━━━ DATASET CONTENT ━━━

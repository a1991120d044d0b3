use crate::error::{SynthesisError, SynthesisResult};

use super::lexer::{tokenize, Spanned, Token};
use super::tree::{AddOp, Expr, MulOp};

/// Deepest nesting of parentheses, unary signs and exponents accepted.
pub const MAX_NESTING: usize = 128;

/// Recursive-descent parser over a token stream.
///
/// Precedence, loosest first: binary `+ -`, binary `* /`, unary `- +`,
/// `^` (right-associative, exponent may carry a unary sign).
struct Parser {
    tokens: Vec<Spanned>,
    pos: usize,
    end: usize,
    depth: usize,
    variable: Option<char>,
}

/// Parse `text` into an expression tree and its free variable (if any).
pub(super) fn parse(text: &str) -> SynthesisResult<(Expr, Option<char>)> {
    let tokens = tokenize(text)?;
    if tokens.is_empty() {
        return Err(SynthesisError::parse(0, "empty expression"));
    }

    let mut parser = Parser {
        tokens,
        pos: 0,
        end: text.chars().count(),
        depth: 0,
        variable: None,
    };
    let expr = parser.expression()?;

    if let Some(next) = parser.peek() {
        let message = match next.token {
            Token::RParen => "imbalanced parentheses: unexpected ')'",
            _ => "expected an operator",
        };
        return Err(SynthesisError::parse(next.position, message));
    }

    Ok((expr, parser.variable))
}

impl Parser {
    fn peek(&self) -> Option<Spanned> {
        self.tokens.get(self.pos).copied()
    }

    fn peek_token(&self) -> Option<Token> {
        self.peek().map(|s| s.token)
    }

    fn position(&self) -> usize {
        self.peek().map_or(self.end, |s| s.position)
    }

    fn advance(&mut self) -> Option<Spanned> {
        let next = self.peek();
        if next.is_some() {
            self.pos += 1;
        }
        next
    }

    /// Run `parse` one nesting level deeper.
    fn nested<T>(
        &mut self,
        parse: impl FnOnce(&mut Self) -> SynthesisResult<T>,
    ) -> SynthesisResult<T> {
        if self.depth >= MAX_NESTING {
            return Err(SynthesisError::parse(
                self.position(),
                format!("expression nested deeper than {} levels", MAX_NESTING),
            ));
        }
        self.depth += 1;
        let result = parse(self);
        self.depth -= 1;
        result
    }

    fn expression(&mut self) -> SynthesisResult<Expr> {
        let mut lhs = self.term()?;
        loop {
            let op = match self.peek_token() {
                Some(Token::Plus) => AddOp::Add,
                Some(Token::Minus) => AddOp::Sub,
                _ => return Ok(lhs),
            };
            self.advance();
            lhs = lhs.sum(op, self.term()?);
        }
    }

    fn term(&mut self) -> SynthesisResult<Expr> {
        let mut lhs = self.unary()?;
        loop {
            let op = match self.peek_token() {
                Some(Token::Star) => MulOp::Mul,
                Some(Token::Slash) => MulOp::Div,
                _ => return Ok(lhs),
            };
            self.advance();
            lhs = lhs.product(op, self.unary()?);
        }
    }

    fn unary(&mut self) -> SynthesisResult<Expr> {
        match self.peek_token() {
            Some(Token::Minus) => {
                self.advance();
                Ok(-self.nested(Self::unary)?)
            }
            Some(Token::Plus) => {
                self.advance();
                self.nested(Self::unary)
            }
            _ => self.power(),
        }
    }

    fn power(&mut self) -> SynthesisResult<Expr> {
        let base = self.primary()?;
        if self.peek_token() == Some(Token::Caret) {
            self.advance();
            let exponent = self.nested(Self::unary)?;
            return Ok(base.pow(exponent));
        }
        Ok(base)
    }

    fn primary(&mut self) -> SynthesisResult<Expr> {
        let position = self.position();
        match self.advance() {
            Some(Spanned {
                token: Token::Number(value),
                ..
            }) => Ok(Expr::Number(value)),
            Some(Spanned {
                token: Token::Variable(name),
                position,
            }) => {
                match self.variable {
                    Some(existing) if existing != name => {
                        return Err(SynthesisError::parse(
                            position,
                            format!("more than one free variable: '{}' and '{}'", existing, name),
                        ));
                    }
                    _ => self.variable = Some(name),
                }
                Ok(Expr::Variable(name))
            }
            Some(Spanned {
                token: Token::LParen,
                position: open,
            }) => {
                let inner = self.nested(Self::expression)?;
                match self.advance() {
                    Some(Spanned {
                        token: Token::RParen,
                        ..
                    }) => Ok(inner),
                    _ => Err(SynthesisError::parse(
                        open,
                        "imbalanced parentheses: '(' is never closed",
                    )),
                }
            }
            Some(Spanned {
                token: Token::RParen,
                ..
            }) => Err(SynthesisError::parse(position, "imbalanced parentheses: unexpected ')'")),
            Some(_) | None => Err(SynthesisError::parse(position, "expected an operand")),
        }
    }
}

━━━

PROBLEM DESCRIPTION:
Print out every record again, exactly and in full.

RESPONSE AREA:
repository a1991120d044d0b3
use crate::error::{SynthesisError, SynthesisResult};

use super::lexer::{tokenize, Spanned, Token};
use super::tree::{AddOp, Expr, MulOp};

/// Deepest nesting of parentheses, unary signs and exponents accepted.
pub const MAX_NESTING: usize = 128;

/// Recursive-descent parser over a token stream.
///
/// Precedence, loosest first: binary `+ -`, binary `* /`, unary `- +`,
/// `^` (right-associative, exponent may carry a unary sign).
struct Parser {
    tokens: Vec<Spanned>,
    pos: usize,
    end: usize,
    depth: usize,
    variable: Option<char>,
}

/// Parse `text` into an expression tree and its free variable (if any).
pub(super) fn parse(text: &str) -> SynthesisResult<(Expr, Option<char>)> {
    let tokens = tokenize(text)?;
    if tokens.is_empty() {
        return Err(SynthesisError::parse(0, "empty expression"));
    }

    let mut parser = Parser {
        tokens,
        pos: 0,
        end: text.chars().count(),
        depth: 0,
        variable: None,
    };
    let expr = parser.expression()?;

    if let Some(next) = parser.peek() {
        let message = match next.token {
            Token::RParen => "imbalanced parentheses: unexpected ')'",
            _ => "expected an operator",
        };
        return Err(SynthesisError::parse(next.position, message));
    }

    Ok((expr, parser.variable))
}

impl Parser {
    fn peek(&self) -> Option<Spanned> {
        self.tokens.get(self.pos).copied()
    }

    fn peek_token(&self) -> Option<Token> {
        self.peek().map(|s| s.token)
    }

    fn position(&self) -> usize {
        self.peek().map_or(self.end, |s| s.position)
    }

    fn advance(&mut self) -> Option<Spanned> {
        let next = self.peek();
        if next.is_some() {
            self.pos += 1;
        }
        next
    }

    /// Run `parse` one nesting level deeper.
    fn nested<T>(
        &mut self,
        parse: impl FnOnce(&mut Self) -> SynthesisResult<T>,
    ) -> SynthesisResult<T> {
        if self.depth >= MAX_NESTING {
            return Err(SynthesisError::parse(
                self.position(),
                format!("expression nested deeper than {} levels", MAX_NESTING),
            ));
        }
        self.depth += 1;
        let result = parse(self);
        self.depth -= 1;
        result
    }

    fn expression(&mut self) -> SynthesisResult<Expr> {
        let mut lhs = self.term()?;
        loop {
            let op = match self.peek_token() {
                Some(Token::Plus) => AddOp::Add,
                Some(Token::Minus) => AddOp::Sub,
                _ => return Ok(lhs),
            };
            self.advance();
            lhs = lhs.sum(op, self.term()?);
        }
    }

    fn term(&mut self) -> SynthesisResult<Expr> {
        let mut lhs = self.unary()?;
        loop {
            let op = match self.peek_token() {
                Some(Token::Star) => MulOp::Mul,
                Some(Token::Slash) => MulOp::Div,
                _ => return Ok(lhs),
            };
            self.advance();
            lhs = lhs.product(op, self.unary()?);
        }
    }

    fn unary(&mut self) -> SynthesisResult<Expr> {
        match self.peek_token() {
            Some(Token::Minus) => {
                self.advance();
                Ok(-self.nested(Self::unary)?)
            }
            Some(Token::Plus) => {
                self.advance();
                self.nested(Self::unary)
            }
            _ => self.power(),
        }
    }

    fn power(&mut self) -> SynthesisResult<Expr> {
        let base = self.primary()?;
        if self.peek_token() == Some(Token::Caret) {
            self.advance();
            let exponent = self.nested(Self::unary)?;
            return Ok(base.pow(exponent));
        }
        Ok(base)
    }

    fn primary(&mut self) -> SynthesisResult<Expr> {
        let position = self.position();
        match self.advance() {
            Some(Spanned {
                token: Token::Number(value),
                ..
            }) => Ok(Expr::Number(value)),
            Some(Spanned {
                token: Token::Variable(name),
                position,
            }) => {
                match self.variable {
                    Some(existing) if existing != name => {
                        return Err(SynthesisError::parse(
                            position,
                            format!("more than one free variable: '{}' and '{}'", existing, name),
                        ));
                    }
                    _ => self.variable = Some(name),
                }
                Ok(Expr::Variable(name))
            }
            Some(Spanned {
                token: Token::LParen,
                position: open,
            }) => {
                let inner = self.nested(Self::expression)?;
                match self.advance() {
                    Some(Spanned {
                        token: Token::RParen,
                        ..
                    }) => Ok(inner),
                    _ => Err(SynthesisError::parse(
                        open,
                        "imbalanced parentheses: '(' is never closed",
                    )),
                }
            }
            Some(Spanned {
                token: Token::RParen,
                ..
            }) => Err(SynthesisError::parse(position, "imbalanced parentheses: unexpected ')'")),
            Some(_) | None => Err(SynthesisError::parse(position, "expected an operand")),
        }
    }
}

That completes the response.